Scientists have hoped to create such cells for more than a decade, initially attempting the feat through human cloning. But cloning proved more challenging than expected, and it wasn’t until the introduction of a novel technique, developed recently in Japan, that they succeeded. By exposing a patient’s skin cells to four genetic factors found in the developing embryo, scientists can turn back the clock, triggering the cells to look and behave like embryonic stem cells. Known as induced pluripotent stem cells (iPS), they eliminate the need for human eggs or the creation or destruction of embryos, thus bypassing major ethical and technical hurdles that have plagued the field of embryonic stem-cell research.

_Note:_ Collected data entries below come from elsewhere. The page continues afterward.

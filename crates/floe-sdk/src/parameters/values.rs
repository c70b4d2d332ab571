//! Parameter value types and string coercion.
//!
//! Enum-valued parameters use open enums: a value the SDK does not know is
//! passed through and left for the backend to reject.

use std::fmt;

use crate::error::{Error, Result};

open_sql_enum! {
    /// Severity threshold for event table logging.
    pub enum LogLevel {
        Trace => "TRACE",
        Debug => "DEBUG",
        Info => "INFO",
        Warn => "WARN",
        Error => "ERROR",
        Fatal => "FATAL",
        Off => "OFF",
    }
}

open_sql_enum! {
    /// Which spans are captured in the event table.
    pub enum TraceLevel {
        Always => "ALWAYS",
        OnEvent => "ON_EVENT",
        Off => "OFF",
    }
}

open_sql_enum! {
    /// Encoding of binary string input.
    pub enum BinaryInputFormat {
        Hex => "HEX",
        Base64 => "BASE64",
        Utf8 => "UTF8",
    }
}

open_sql_enum! {
    /// Encoding of binary output.
    pub enum BinaryOutputFormat {
        Hex => "HEX",
        Base64 => "BASE64",
    }
}

open_sql_enum! {
    /// Output format of geospatial values.
    pub enum GeographyOutputFormat {
        GeoJson => "GeoJSON",
        Wkt => "WKT",
        Wkb => "WKB",
        Ewkt => "EWKT",
        Ewkb => "EWKB",
    }
}

open_sql_enum! {
    /// The timestamp variant `TIMESTAMP` is an alias for.
    pub enum TimestampTypeMapping {
        Ltz => "TIMESTAMP_LTZ",
        Ntz => "TIMESTAMP_NTZ",
        Tz => "TIMESTAMP_TZ",
    }
}

open_sql_enum! {
    /// The timestamp variant used when binding client timestamps.
    pub enum ClientTimestampTypeMapping {
        Ltz => "TIMESTAMP_LTZ",
        Ntz => "TIMESTAMP_NTZ",
    }
}

open_sql_enum! {
    /// Default isolation level of new transactions.
    pub enum TransactionDefaultIsolationLevel {
        ReadCommitted => "READ COMMITTED",
    }
}

open_sql_enum! {
    /// Handling of DDL the backend does not support.
    pub enum UnsupportedDdlAction {
        Ignore => "IGNORE",
        Fail => "FAIL",
    }
}

open_sql_enum! {
    /// Warehouse size, as used by serverless task defaults.
    pub enum WarehouseSize {
        XSmall => "XSMALL",
        Small => "SMALL",
        Medium => "MEDIUM",
        Large => "LARGE",
        XLarge => "XLARGE",
        XXLarge => "XXLARGE",
        XXXLarge => "XXXLARGE",
        X4Large => "X4LARGE",
        X5Large => "X5LARGE",
        X6Large => "X6LARGE",
    }
}

/// The enum type an enum-valued parameter takes.
#[derive(Debug, Clone, Copy, PartialEq, Eq, Hash)]
pub enum EnumKind {
    LogLevel,
    TraceLevel,
    BinaryInputFormat,
    BinaryOutputFormat,
    GeographyOutputFormat,
    TimestampTypeMapping,
    ClientTimestampTypeMapping,
    TransactionDefaultIsolationLevel,
    UnsupportedDdlAction,
    WarehouseSize,
}

impl EnumKind {
    /// Wraps `value` in the enum type; unknown values are kept as `Other`.
    #[must_use]
    pub fn wrap(self, value: &str) -> EnumValue {
        match self {
            Self::LogLevel => EnumValue::LogLevel(value.into()),
            Self::TraceLevel => EnumValue::TraceLevel(value.into()),
            Self::BinaryInputFormat => EnumValue::BinaryInputFormat(value.into()),
            Self::BinaryOutputFormat => EnumValue::BinaryOutputFormat(value.into()),
            Self::GeographyOutputFormat => EnumValue::GeographyOutputFormat(value.into()),
            Self::TimestampTypeMapping => EnumValue::TimestampTypeMapping(value.into()),
            Self::ClientTimestampTypeMapping => {
                EnumValue::ClientTimestampTypeMapping(value.into())
            }
            Self::TransactionDefaultIsolationLevel => {
                EnumValue::TransactionDefaultIsolationLevel(value.into())
            }
            Self::UnsupportedDdlAction => EnumValue::UnsupportedDdlAction(value.into()),
            Self::WarehouseSize => EnumValue::WarehouseSize(value.into()),
        }
    }
}

/// A value of one of the parameter enums.
#[derive(Debug, Clone, PartialEq, Eq)]
pub enum EnumValue {
    LogLevel(LogLevel),
    TraceLevel(TraceLevel),
    BinaryInputFormat(BinaryInputFormat),
    BinaryOutputFormat(BinaryOutputFormat),
    GeographyOutputFormat(GeographyOutputFormat),
    TimestampTypeMapping(TimestampTypeMapping),
    ClientTimestampTypeMapping(ClientTimestampTypeMapping),
    TransactionDefaultIsolationLevel(TransactionDefaultIsolationLevel),
    UnsupportedDdlAction(UnsupportedDdlAction),
    WarehouseSize(WarehouseSize),
}

impl EnumValue {
    /// The SQL token of the wrapped value.
    #[must_use]
    pub fn as_sql(&self) -> &str {
        match self {
            Self::LogLevel(v) => v.as_sql(),
            Self::TraceLevel(v) => v.as_sql(),
            Self::BinaryInputFormat(v) => v.as_sql(),
            Self::BinaryOutputFormat(v) => v.as_sql(),
            Self::GeographyOutputFormat(v) => v.as_sql(),
            Self::TimestampTypeMapping(v) => v.as_sql(),
            Self::ClientTimestampTypeMapping(v) => v.as_sql(),
            Self::TransactionDefaultIsolationLevel(v) => v.as_sql(),
            Self::UnsupportedDdlAction(v) => v.as_sql(),
            Self::WarehouseSize(v) => v.as_sql(),
        }
    }
}

/// The value type a parameter accepts.
#[derive(Debug, Clone, Copy, PartialEq, Eq, Hash)]
pub enum ParameterKind {
    Bool,
    Int,
    Text,
    Enum(EnumKind),
}

/// A typed parameter value, ready to render.
///
/// Booleans and integers render bare. Text and enum values always render
/// single-quoted, so multi-word spellings such as `'READ COMMITTED'` and
/// unknown open-enum values stay one literal.
#[derive(Debug, Clone, PartialEq, Eq)]
pub enum ParameterLiteral {
    Bool(bool),
    Int(i64),
    Text(String),
    Enum(EnumValue),
}

impl fmt::Display for ParameterLiteral {
    fn fmt(&self, f: &mut fmt::Formatter<'_>) -> fmt::Result {
        match self {
            Self::Bool(value) => write!(f, "{value}"),
            Self::Int(value) => write!(f, "{value}"),
            Self::Text(value) => write!(f, "'{value}'"),
            Self::Enum(value) => write!(f, "'{}'", value.as_sql()),
        }
    }
}

/// Coerces the string `value` to the type of `parameter`.
///
/// # Errors
///
/// Returns [`Error::InvalidParameterValue`] when a boolean is not `true` or
/// `false` (in any case), or an integer is not a base-10 `i64`.
pub fn coerce(parameter: &str, kind: ParameterKind, value: &str) -> Result<ParameterLiteral> {
    let invalid = |message: String| Error::InvalidParameterValue {
        parameter: parameter.to_string(),
        value: value.to_string(),
        message,
    };
    match kind {
        ParameterKind::Bool => {
            if value.eq_ignore_ascii_case("true") {
                Ok(ParameterLiteral::Bool(true))
            } else if value.eq_ignore_ascii_case("false") {
                Ok(ParameterLiteral::Bool(false))
            } else {
                Err(invalid("expected true or false".to_string()))
            }
        }
        ParameterKind::Int => value
            .parse::<i64>()
            .map(ParameterLiteral::Int)
            .map_err(|err| invalid(err.to_string())),
        ParameterKind::Text => Ok(ParameterLiteral::Text(value.to_string())),
        ParameterKind::Enum(kind) => Ok(ParameterLiteral::Enum(kind.wrap(value))),
    }
}

#[cfg(test)]
mod tests {
    use super::*;

    #[test]
    fn test_bool_coercion_is_strict() {
        assert_eq!(
            coerce("AUTOCOMMIT", ParameterKind::Bool, "TRUE").unwrap(),
            ParameterLiteral::Bool(true)
        );
        assert_eq!(
            coerce("AUTOCOMMIT", ParameterKind::Bool, "false").unwrap(),
            ParameterLiteral::Bool(false)
        );
        for rejected in ["1", "yes", "t", "", " true"] {
            let err = coerce("AUTOCOMMIT", ParameterKind::Bool, rejected).unwrap_err();
            assert!(matches!(err, Error::InvalidParameterValue { .. }), "{rejected:?}");
        }
    }

    #[test]
    fn test_int_coercion() {
        assert_eq!(
            coerce("LOCK_TIMEOUT", ParameterKind::Int, "-42").unwrap(),
            ParameterLiteral::Int(-42)
        );
        let err = coerce("LOCK_TIMEOUT", ParameterKind::Int, "0x10").unwrap_err();
        assert_eq!(
            err.to_string(),
            "invalid value \"0x10\" for parameter LOCK_TIMEOUT: invalid digit found in string"
        );
        assert!(coerce("LOCK_TIMEOUT", ParameterKind::Int, "1.5").is_err());
    }

    #[test]
    fn test_enum_coercion_keeps_unknown_values() {
        let known = coerce(
            "LOG_LEVEL",
            ParameterKind::Enum(EnumKind::LogLevel),
            "debug",
        )
        .unwrap();
        assert_eq!(known, ParameterLiteral::Enum(EnumValue::LogLevel(LogLevel::Debug)));
        assert_eq!(known.to_string(), "'DEBUG'");

        let unknown = coerce(
            "LOG_LEVEL",
            ParameterKind::Enum(EnumKind::LogLevel),
            "VERBOSE",
        )
        .unwrap();
        assert_eq!(unknown.to_string(), "'VERBOSE'");
    }

    #[test]
    fn test_literal_rendering() {
        assert_eq!(ParameterLiteral::Bool(true).to_string(), "true");
        assert_eq!(ParameterLiteral::Int(3600).to_string(), "3600");
        assert_eq!(
            ParameterLiteral::Text("YYYY-MM-DD".to_string()).to_string(),
            "'YYYY-MM-DD'"
        );
        assert_eq!(
            ParameterLiteral::Enum(EnumValue::TransactionDefaultIsolationLevel(
                TransactionDefaultIsolationLevel::ReadCommitted
            ))
            .to_string(),
            "'READ COMMITTED'"
        );
        assert_eq!(
            ParameterLiteral::Enum(EnumValue::GeographyOutputFormat(
                GeographyOutputFormat::GeoJson
            ))
            .to_string(),
            "'GeoJSON'"
        );
    }
}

The scientists who created the cells at the Harvard Stem Cell Institute, including George Daley and Kevin Eggan, now plan to distribute them to colleagues around the world. Doug Melton, codirector of the institute and a longtime champion of stem-cell research, talks with Technology Review about the future of the field.
Technology Review: Why are disease-specific cell lines so important?
Doug Melton: If a patient has Parkinson’s disease, their dopamine-producing cells are gone. We don’t understand anything about what makes those cells go away–the field is kind of stuck because you can’t watch the progression of the disease.
Stem cells can make neurons in a dish. Imagine you have iPS cells from a healthy person and from a Parkinson’s patient. If you make dopamine neurons from both sets of cells in separate dishes, you can look at what went wrong with the diseased stem cell. The same approach will work with different degenerative diseases, such as diabetes or ALS [amyotrophic lateral sclerosis, a motor-neuron disease].
TR: How long will it take to get insight into these diseases?
DM: For ALS, Kevin Eggan published a paper on mice showing he could see a defect in cell survival in motor neurons [made from cells derived from an animal model of the disease]. He is now looking for that defect in human cells. The next step would be to determine if that defect is the same in all patients.